È morto oggi, a pochi giorni dagli 87 anni che avrebbe compiuto il 27 settembre. Era malato da tempo. Lascia la moglie e i due figli, tra i quali Nora Costantini, consigliere comunale a Civitavecchia.
Da Montefiascone a Civitavecchia
Era nato a Montefiascone nel 1939, e da lì è partita una carriera che lo avrebbe portato lontano senza mai fargli cambiare passo.
A Civitavecchia arrivò negli anni Ottanta come pretore capo, in una stagione decisiva per la vita giudiziaria e istituzionale della città. Fu il periodo che lo consegnò definitivamente alla comunità: non per clamore, ma per il modo in cui esercitò le sue funzioni.
Poi la chiamata a Roma, alla guida del Secit, il Servizio centrale degli ispettori tributari del Ministero delle Finanze. Un incarico di primo piano, nel cuore di uno degli apparati più delicati dello Stato.
Due città, insomma, che gli sono rimaste addosso: quella che gli ha dato le radici e quella in cui ha lasciato il segno.
La discrezione come stile
Chi lo ha conosciuto usa sempre le stesse parole. Uomo semplice. Riservato. Lontano dai riflettori.
È una descrizione che, applicata a chi ha ricoperto incarichi di quel peso, dice molto. Costantini aveva costruito negli anni una stima trasversale, che attraversava schieramenti e appartenenze, e l’aveva costruita su due cose: il rigore nell’esercizio delle funzioni e le qualità umane riconosciute da chiunque lo avesse incrociato.
Anche dopo la fine della carriera scelse di restare fuori dalla scena pubblica. Nessuna comparsata, nessun ruolo di rappresentanza. La stessa riservatezza di sempre, portata avanti fino all’ultimo.
I ricordi di chi lo ha conosciuto
Nelle ore successive alla notizia sono arrivati numerosi messaggi di cordoglio.
Tra i primi quello di Fabrizio Barbaranelli, sindaco di Civitavecchia proprio negli anni in cui Costantini era pretore capo, che lo ha ricordato come una persona perbene, conosciuta e apprezzata anche fuori dalla vita pubblica.

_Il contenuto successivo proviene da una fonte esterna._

/// Errors produced while parsing or running a shell command.
#[derive(Debug, thiserror::Error)]
pub enum ShellError {
    /// The line held no command.
    #[error("empty command")]
    Empty,

    /// The command word is not recognized.
    #[error("unknown command: {0} (try `help`)")]
    Unknown(String),

    /// The command was recognized but its arguments were wrong.
    #[error("usage: {0}")]
    Usage(&'static str),

    /// A numeric argument did not parse.
    #[error("not a number: {0}")]
    InvalidNumber(String),

    /// No task has the given id.
    #[error("task not found: {0}")]
    TaskNotFound(TaskId),

    /// Task construction failed.
    #[error(transparent)]
    Task(#[from] TaskError),

    /// A project operation failed.
    #[error(transparent)]
    Project(#[from] ProjectError),

    /// The mailbox rejected an operation.
    #[error(transparent)]
    Mail(#[from] MailError),
}

/// One parsed shell command.
#[derive(Debug, Clone, PartialEq, Eq)]
pub enum Command {
    TaskAdd { title: String },
    TaskDone { id: TaskId },
    TaskEdit { id: TaskId, title: String },
    TaskRemove { id: TaskId },
    TaskList,
    ProjectAdd { title: String },
    ProjectEdit { id: ProjectId, title: String },
    ProjectComplete { id: ProjectId, is_completed: bool },
    ProjectRemove { id: ProjectId },
    ProjectSelect { id: Option<ProjectId> },
    ProjectShow { id: Option<ProjectId> },
    ProjectList,
    ProjectLink { project: ProjectId, task: TaskId },
    ProjectUnlink { project: ProjectId, task: TaskId },
    MailAdd { message_id: String },
    MailSnooze { message_id: String, minutes: u32 },
    MailPoll,
    MailHtml { html: String },
    Help,
    Quit,
}

impl Command {
    /// Parses one input line.
    ///
    /// Titles and HTML take the rest of the line with inner whitespace
    /// collapsed to single spaces.
    ///
    /// # Errors
    ///
    /// Returns [`ShellError`] for blank lines, unknown commands and bad
    /// arguments.
    pub fn parse(line: &str) -> Result<Self, ShellError> {
        let words: Vec<&str> = line.split_whitespace().collect();
        match words.as_slice() {
            [] => Err(ShellError::Empty),
            ["help"] => Ok(Self::Help),
            ["quit" | "exit"] => Ok(Self::Quit),
            ["task", rest @ ..] => Self::parse_task(rest),
            ["project", rest @ ..] => Self::parse_project(rest),
            ["mail", rest @ ..] => Self::parse_mail(rest),
            [other, ..] => Err(ShellError::Unknown((*other).to_string())),
        }
    }

    fn parse_task(words: &[&str]) -> Result<Self, ShellError> {
        match words {
            ["add", title @ ..] if !title.is_empty() => Ok(Self::TaskAdd {
                title: title.join(" "),
            }),
            ["add", ..] => Err(ShellError::Usage("task add <title>")),
            ["done", id] => Ok(Self::TaskDone { id: (*id).into() }),
            ["done", ..] => Err(ShellError::Usage("task done <task-id>")),
            ["edit", id, title @ ..] if !title.is_empty() => Ok(Self::TaskEdit {
                id: (*id).into(),
                title: title.join(" "),
            }),
            ["edit", ..] => Err(ShellError::Usage("task edit <task-id> <title>")),
            ["rm", id] => Ok(Self::TaskRemove { id: (*id).into() }),
            ["rm", ..] => Err(ShellError::Usage("task rm <task-id>")),
            ["list"] => Ok(Self::TaskList),
            [other, ..] => Err(ShellError::Unknown(format!("task {other}"))),
            [] => Err(ShellError::Usage("task add|done|edit|rm|list")),
        }
    }

    fn parse_project(words: &[&str]) -> Result<Self, ShellError> {
        match words {
            ["add", title @ ..] if !title.is_empty() => Ok(Self::ProjectAdd {
                title: title.join(" "),
            }),
            ["add", ..] => Err(ShellError::Usage("project add <title>")),
            ["edit", id, title @ ..] if !title.is_empty() => Ok(Self::ProjectEdit {
                id: (*id).into(),
                title: title.join(" "),
            }),
            ["edit", ..] => Err(ShellError::Usage("project edit <id> <title>")),
            ["complete", id] => Ok(Self::ProjectComplete {
                id: (*id).into(),
                is_completed: true,
            }),
            ["reopen", id] => Ok(Self::ProjectComplete {
                id: (*id).into(),
                is_completed: false,
            }),
            ["complete" | "reopen", ..] => Err(ShellError::Usage("project complete|reopen <id>")),
            ["rm", id] => Ok(Self::ProjectRemove { id: (*id).into() }),
            ["rm", ..] => Err(ShellError::Usage("project rm <id>")),
            ["select", "none"] => Ok(Self::ProjectSelect { id: None }),
            ["select", id] => Ok(Self::ProjectSelect {
                id: Some((*id).into()),
            }),
            ["select", ..] => Err(ShellError::Usage("project select <id>|none")),
            ["show"] => Ok(Self::ProjectShow { id: None }),
            ["show", id] => Ok(Self::ProjectShow {
                id: Some((*id).into()),
            }),
            ["list"] => Ok(Self::ProjectList),
            ["link", project, task] => Ok(Self::ProjectLink {
                project: (*project).into(),
                task: (*task).into(),
            }),
            ["unlink", project, task] => Ok(Self::ProjectUnlink {
                project: (*project).into(),
                task: (*task).into(),
            }),
            ["link" | "unlink", ..] => Err(ShellError::Usage("project link|unlink <id> <task-id>")),
            [other, ..] => Err(ShellError::Unknown(format!("project {other}"))),
            [] => Err(ShellError::Usage(
                "project add|edit|complete|reopen|rm|select|show|list|link|unlink",
            )),
        }
    }

    fn parse_mail(words: &[&str]) -> Result<Self, ShellError> {
        match words {
            ["add", id] => Ok(Self::MailAdd {
                message_id: (*id).to_string(),
            }),
            ["add", ..] => Err(ShellError::Usage("mail add <message-id>")),
            ["snooze", id, minutes] => {
                let minutes = minutes
                    .parse()
                    .map_err(|_| ShellError::InvalidNumber((*minutes).to_string()))?;
                Ok(Self::MailSnooze {
                    message_id: (*id).to_string(),
                    minutes,
                })
            }
            ["snooze", ..] => Err(ShellError::Usage("mail snooze <message-id> <mins>")),
            ["poll"] => Ok(Self::MailPoll),
            ["html", html @ ..] if !html.is_empty() => Ok(Self::MailHtml {
                html: html.join(" "),
            }),
            ["html", ..] => Err(ShellError::Usage("mail html <markup>")),
            [other, ..] => Err(ShellError::Unknown(format!("mail {other}"))),
            [] => Err(ShellError::Usage("mail add|snooze|poll|html")),
        }
    }
}

/// Runs parsed commands against the stores and the mailbox.
pub struct Shell {
    registry: StoreRegistry,
    mailbox: Arc<MemoryMailbox>,
    snooze: Arc<SnoozeScheduler<MemoryMailbox>>,
    max_title_len: usize,
}
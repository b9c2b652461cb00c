//! Core safety checker: the first link of every chain.
//!
//! Owns the gates and clamps that apply regardless of pump or algorithm:
//! loop-capability, closed-loop and SMB gating, zero floors, and the
//! age-bucketed hard limits. Runs first so later checkers can only tighten
//! what it already allowed.

use crate::constraint::Constraint;
use crate::context::{ApsMode, DecisionContext};
use crate::profile::Profile;
use crate::prefs::keys;
use crate::pump::TempBasalStyle;
use crate::strings;

use super::ConstraintsChecker;

const LABEL: &str = "Safety";

pub struct SafetyChecker;

impl ConstraintsChecker for SafetyChecker {
    fn name(&self) -> &'static str {
        LABEL
    }

    fn is_loop_invocation_allowed(&self, value: &mut Constraint<bool>, ctx: &DecisionContext) {
        if !ctx.pump.is_temp_basal_capable {
            value.set(false, LABEL, strings::PUMP_NOT_TEMP_BASAL_CAPABLE);
        }
    }

    fn is_closed_loop_allowed(&self, value: &mut Constraint<bool>, ctx: &DecisionContext) {
        let mode = ctx.aps_mode();
        if mode != ApsMode::Open && !ctx.flavor.closed_loop_capable() {
            value.set(false, LABEL, strings::CLOSED_LOOP_DISABLED_ON_DEV);
        }
        if mode == ApsMode::Open {
            value.set(false, LABEL, strings::CLOSED_LOOP_DISABLED_IN_PREFERENCES);
        }
    }

    fn is_smb_mode_enabled(&self, value: &mut Constraint<bool>, ctx: &DecisionContext) {
        // Composition instead of a callback into the aggregator: the
        // closed-loop gates live here, so re-running them on a scratch
        // constraint answers the question without a checker cycle.
        let mut closed_loop = Constraint::new(true);
        self.is_closed_loop_allowed(&mut closed_loop, ctx);
        if !closed_loop.value() {
            value.set(false, LABEL, strings::SMB_NOT_ALLOWED_IN_OPEN_LOOP);
        }
    }

    fn is_advanced_filtering_enabled(&self, value: &mut Constraint<bool>, ctx: &DecisionContext) {
        if !ctx.bg_source.advanced_filtering {
            value.set(false, LABEL, strings::SMB_NEEDS_ADVANCED_FILTERING);
        }
    }

    fn apply_basal_constraints(
        &self,
        value: &mut Constraint<f64>,
        _profile: &Profile,
        ctx: &DecisionContext,
    ) {
        let hard = ctx.hard_limits();
        value.set_if_greater(
            hard.min_basal(),
            LABEL,
            strings::limiting_basal(hard.min_basal(), strings::MUST_BE_POSITIVE),
        );
        value.set_if_smaller(
            hard.max_basal(),
            LABEL,
            strings::limiting_basal(hard.max_basal(), strings::HARD_LIMIT),
        );
    }

    fn apply_basal_percent_constraints(
        &self,
        value: &mut Constraint<i32>,
        profile: &Profile,
        ctx: &DecisionContext,
    ) {
        // Percent requests are clamped in absolute space: convert, run the
        // absolute chain on a scratch constraint, convert the ceiling back.
        // The reconversion rounds down, so the resulting percent can never
        // re-exceed the absolute ceiling it came from.
        let absolute = profile.percent_to_absolute(value.original_value());
        value.add_reason(
            LABEL,
            strings::percent_recalculated(value.original_value(), absolute, profile.current_basal),
        );

        let mut absolute_constraint = Constraint::new(absolute);
        self.apply_basal_constraints(&mut absolute_constraint, profile, ctx);
        value.copy_reasons(&absolute_constraint);

        let percent_ceiling = profile.absolute_to_percent(absolute_constraint.value());
        value.set(
            percent_ceiling,
            LABEL,
            strings::limiting_percent_rate(percent_ceiling, strings::PUMP_LIMIT),
        );

        match ctx.pump.temp_basal_style {
            TempBasalStyle::Percent => {
                value.set_if_smaller(
                    ctx.pump.max_percent,
                    LABEL,
                    strings::limiting_percent_rate(ctx.pump.max_percent, strings::PUMP_LIMIT),
                );
            }
            TempBasalStyle::Absolute => {
                // The pump thinks in U/h; express its native cap as the
                // percent it corresponds to, worded in absolute terms.
                let native_cap = profile.absolute_to_percent(ctx.pump.max_basal);
                value.set_if_smaller(
                    native_cap,
                    LABEL,
                    strings::limiting_basal(ctx.pump.max_basal, strings::PUMP_LIMIT),
                );
            }
        }
    }

    fn apply_max_iob_constraints(&self, value: &mut Constraint<f64>, ctx: &DecisionContext) {
        if ctx.aps_mode() == ApsMode::Lgs {
            let hard = ctx.hard_limits();
            // Unconditional: Low Glucose Suspend overrides every
            // algorithm preference, including pathological proposals.
            value.set(
                hard.max_iob_lgs(),
                LABEL,
                strings::limiting_iob(hard.max_iob_lgs(), strings::LOW_GLUCOSE_SUSPEND),
            );
        }
    }

    fn apply_bolus_constraints(&self, value: &mut Constraint<f64>, ctx: &DecisionContext) {
        let hard = ctx.hard_limits();
        value.set_if_greater(
            hard.min_bolus(),
            LABEL,
            strings::limiting_bolus(hard.min_bolus(), strings::MUST_BE_POSITIVE),
        );
        let pref_max = ctx.prefs.f64_or(keys::MAX_BOLUS, 3.0);
        value.set_if_smaller(
            pref_max,
            LABEL,
            strings::limiting_bolus(pref_max, strings::MAX_VALUE_IN_PREFERENCES),
        );
        value.set_if_smaller(
            hard.max_bolus(),
            LABEL,
            strings::limiting_bolus(hard.max_bolus(), strings::HARD_LIMIT),
        );
    }

    fn apply_carbs_constraints(&self, value: &mut Constraint<i32>, ctx: &DecisionContext) {
        let hard = ctx.hard_limits();
        value.set_if_greater(
            hard.min_carbs(),
            LABEL,
            strings::limiting_carbs(hard.min_carbs(), strings::MUST_BE_POSITIVE),
        );
        let pref_max = ctx.prefs.i32_or(keys::MAX_CARBS, 48);
        value.set_if_smaller(
            pref_max,
            LABEL,
            strings::limiting_carbs(pref_max, strings::MAX_VALUE_IN_PREFERENCES),
        );
        value.set_if_smaller(
            hard.max_carbs(),
            LABEL,
            strings::limiting_carbs(hard.max_carbs(), strings::HARD_LIMIT),
        );
    }
}

#[cfg(test)]
mod tests {
    use super::*;
    use crate::checkers::{
        REALLY_HIGH_BASAL_RATE, REALLY_HIGH_BOLUS, REALLY_HIGH_CARBS, REALLY_HIGH_IOB,
        REALLY_HIGH_PERCENT_BASAL_RATE,
    };
    use crate::context::BuildFlavor;
    use crate::prefs::Preferences;

    fn ctx_with(prefs: Preferences) -> DecisionContext {
        DecisionContext::new(prefs)
    }

    fn child_ctx() -> DecisionContext {
        ctx_with(Preferences::new().with_str(keys::AGE, "child"))
    }

    #[test]
    fn incapable_pump_blocks_loop_invocation() {
        let mut ctx = ctx_with(Preferences::new());
        ctx.pump.is_temp_basal_capable = false;

        let mut c = Constraint::new(true);
        SafetyChecker.is_loop_invocation_allowed(&mut c, &ctx);
        assert!(!c.value());
        assert_eq!(c.get_reasons(), "Safety: Pump is not temp basal capable");
    }

    #[test]
    fn dev_build_blocks_closed_loop() {
        let mut ctx = ctx_with(Preferences::new().with_str(keys::APS_MODE, "closed"));
        ctx.flavor = BuildFlavor::Dev;

        let mut c = Constraint::new(true);
        SafetyChecker.is_closed_loop_allowed(&mut c, &ctx);
        assert!(!c.value());
        assert!(
            c.get_reasons()
                .contains("Running dev version. Closed loop is disabled.")
        );
    }

    #[test]
    fn open_mode_blocks_closed_loop() {
        let ctx = ctx_with(Preferences::new().with_str(keys::APS_MODE, "open"));
        let mut c = Constraint::new(true);
        SafetyChecker.is_closed_loop_allowed(&mut c, &ctx);
        assert!(!c.value());
        assert!(
            c.get_reasons()
                .contains("Closed loop mode disabled in preferences")
        );
    }

    #[test]
    fn open_loop_prevents_smb() {
        let ctx = ctx_with(Preferences::new().with_str(keys::APS_MODE, "open"));
        let mut c = Constraint::new(true);
        SafetyChecker.is_smb_mode_enabled(&mut c, &ctx);
        assert!(!c.value());
        assert!(c.get_reasons().contains("SMB not allowed in open loop mode"));
    }

    #[test]
    fn closed_mode_leaves_smb_alone() {
        let ctx = ctx_with(Preferences::new().with_str(keys::APS_MODE, "closed"));
        let mut c = Constraint::new(true);
        SafetyChecker.is_smb_mode_enabled(&mut c, &ctx);
        assert!(c.value());
        assert!(c.reasons().is_empty());
    }

    #[test]
    fn unfiltered_bg_source_blocks_smb_variants() {
        let mut ctx = ctx_with(Preferences::new());
        ctx.bg_source.advanced_filtering = false;

        let mut c = Constraint::new(true);
        SafetyChecker.is_advanced_filtering_enabled(&mut c, &ctx);
        assert!(!c.value());
        assert_eq!(
            c.get_reasons(),
            "Safety: SMB always and after carbs disabled because active BG source doesn't support advanced filtering"
        );
    }

    #[test]
    fn basal_is_clamped_to_hard_limit() {
        let ctx = child_ctx();
        let profile = Profile::default();
        let mut c = Constraint::new(REALLY_HIGH_BASAL_RATE);
        SafetyChecker.apply_basal_constraints(&mut c, &profile, &ctx);
        assert_eq!(c.value(), 2.0);
        assert_eq!(
            c.get_reasons(),
            "Safety: Limiting max basal rate to 2.00 U/h because of hard limit"
        );
        assert_eq!(
            c.get_most_limited_reasons(),
            "Safety: Limiting max basal rate to 2.00 U/h because of hard limit"
        );
    }

    #[test]
    fn negative_basal_is_floored() {
        let ctx = child_ctx();
        let profile = Profile::default();
        let mut c = Constraint::new(-0.5);
        SafetyChecker.apply_basal_constraints(&mut c, &profile, &ctx);
        assert_eq!(c.value(), 0.0);
        assert_eq!(
            c.get_reasons(),
            "Safety: Limiting max basal rate to 0.00 U/h because of it must be positive value"
        );
    }

    #[test]
    fn percent_basal_full_trail() {
        let ctx = child_ctx();
        let profile = Profile::default();
        let mut c = Constraint::new(REALLY_HIGH_PERCENT_BASAL_RATE);
        SafetyChecker.apply_basal_percent_constraints(&mut c, &profile, &ctx);
        assert_eq!(c.value(), 200);
        assert_eq!(
            c.get_reasons(),
            "Safety: Percent rate 1111111% recalculated to 11111.11 U/h with current basal 1.00 U/h\n\
             Safety: Limiting max basal rate to 2.00 U/h because of hard limit\n\
             Safety: Limiting max percent rate to 200% because of pump limit\n\
             Safety: Limiting max basal rate to 500.00 U/h because of pump limit"
        );
        assert_eq!(
            c.get_most_limited_reasons(),
            "Safety: Limiting max percent rate to 200% because of pump limit"
        );
    }

    #[test]
    fn negative_percent_basal_is_floored() {
        let ctx = child_ctx();
        let profile = Profile::default();
        let mut c = Constraint::new(-22);
        SafetyChecker.apply_basal_percent_constraints(&mut c, &profile, &ctx);
        assert_eq!(c.value(), 0);
        assert_eq!(
            c.get_reasons(),
            "Safety: Percent rate -22% recalculated to -0.22 U/h with current basal 1.00 U/h\n\
             Safety: Limiting max basal rate to 0.00 U/h because of it must be positive value\n\
             Safety: Limiting max percent rate to 0% because of pump limit"
        );
        assert_eq!(
            c.get_most_limited_reasons(),
            "Safety: Limiting max percent rate to 0% because of pump limit"
        );
    }

    #[test]
    fn percent_ceiling_on_percent_style_pumps() {
        let mut ctx = child_ctx();
        ctx.pump.temp_basal_style = TempBasalStyle::Percent;
        ctx.pump.max_percent = 150;
        let profile = Profile::default();
        let mut c = Constraint::new(REALLY_HIGH_PERCENT_BASAL_RATE);
        SafetyChecker.apply_basal_percent_constraints(&mut c, &profile, &ctx);
        assert_eq!(c.value(), 150);
        assert!(
            c.get_most_limited_reasons()
                .contains("Limiting max percent rate to 150% because of pump limit")
        );
    }

    #[test]
    fn lgs_mode_pins_iob_to_zero() {
        let ctx = ctx_with(
            Preferences::new()
                .with_str(keys::APS_MODE, "lgs")
                .with_str(keys::AGE, "teenage"),
        );
        let mut c = Constraint::new(REALLY_HIGH_IOB);
        SafetyChecker.apply_max_iob_constraints(&mut c, &ctx);
        assert_eq!(c.value(), 0.0);
        assert_eq!(
            c.get_reasons(),
            "Safety: Limiting IOB to 0.0 U because of Low Glucose Suspend"
        );
        assert_eq!(
            c.get_most_limited_reasons(),
            "Safety: Limiting IOB to 0.0 U because of Low Glucose Suspend"
        );
    }

    #[test]
    fn non_lgs_mode_leaves_iob_alone() {
        let ctx = ctx_with(Preferences::new().with_str(keys::APS_MODE, "closed"));
        let mut c = Constraint::new(REALLY_HIGH_IOB);
        SafetyChecker.apply_max_iob_constraints(&mut c, &ctx);
        assert_eq!(c.value(), REALLY_HIGH_IOB);
        assert!(c.reasons().is_empty());
    }

    #[test]
    fn bolus_pref_binds_hard_limit_still_logged() {
        let ctx = child_ctx();
        let mut c = Constraint::new(REALLY_HIGH_BOLUS);
        SafetyChecker.apply_bolus_constraints(&mut c, &ctx);
        assert_eq!(c.value(), 3.0);
        assert_eq!(
            c.get_reasons(),
            "Safety: Limiting bolus to 3.0 U because of max value in preferences\n\
             Safety: Limiting bolus to 5.0 U because of hard limit"
        );
        assert_eq!(
            c.get_most_limited_reasons(),
            "Safety: Limiting bolus to 3.0 U because of max value in preferences"
        );
    }

    #[test]
    fn negative_bolus_is_floored() {
        let ctx = child_ctx();
        let mut c = Constraint::new(-22.0);
        SafetyChecker.apply_bolus_constraints(&mut c, &ctx);
        assert_eq!(c.value(), 0.0);
        assert_eq!(
            c.get_reasons(),
            "Safety: Limiting bolus to 0.0 U because of it must be positive value"
        );
        assert_eq!(
            c.get_most_limited_reasons(),
            "Safety: Limiting bolus to 0.0 U because of it must be positive value"
        );
    }

    #[test]
    fn carbs_are_floored_and_capped() {
        let ctx = ctx_with(Preferences::new());

        let mut negative = Constraint::new(-22);
        SafetyChecker.apply_carbs_constraints(&mut negative, &ctx);
        assert_eq!(negative.value(), 0);
        assert_eq!(
            negative.get_reasons(),
            "Safety: Limiting carbs to 0 g because of it must be positive value"
        );

        let mut high = Constraint::new(REALLY_HIGH_CARBS);
        SafetyChecker.apply_carbs_constraints(&mut high, &ctx);
        assert_eq!(high.value(), 48);
        assert_eq!(
            high.get_most_limited_reasons(),
            "Safety: Limiting carbs to 48 g because of max value in preferences"
        );
    }
}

Il capogruppo di Fratelli d’Italia in consiglio comunale, Massimiliano Grasso, ha espresso le condoglianze alla collega Nora Costantini raccontando di averlo conosciuto da bambino, attraverso il rapporto di amicizia che legava le due famiglie. Ha ricordato un uomo che ha servito le istituzioni e amministrato la giustizia con rigore, ma anche con sensibilità verso le vicende umane più diverse: e ha osservato come, pur essendosi da tempo ritirato nella sua riservatezza, su di lui abbia sempre sentito soltanto parole di elogio.
Vicinanza alla famiglia è arrivata anche da Mirko Mecozzi, anche lui consigliere comunale, legato ai Costantini da un rapporto personale.
Un esempio che resta
Con Mario Costantini se ne va una figura che ha fatto della sobrietà una scelta, non un ripiego. Un magistrato che ha attraversato incarichi di grande responsabilità senza mai trasformarli in visibilità, e che per questo è diventato un riferimento per chi è venuto dopo.
Montefiascone e Civitavecchia lo salutano insieme. Le due città che ha amato, e da cui è stato ricambiato.
I funerali si svolgeranno nella chiesa di San Gordiano, alle 16 di venerdì 4 settembre.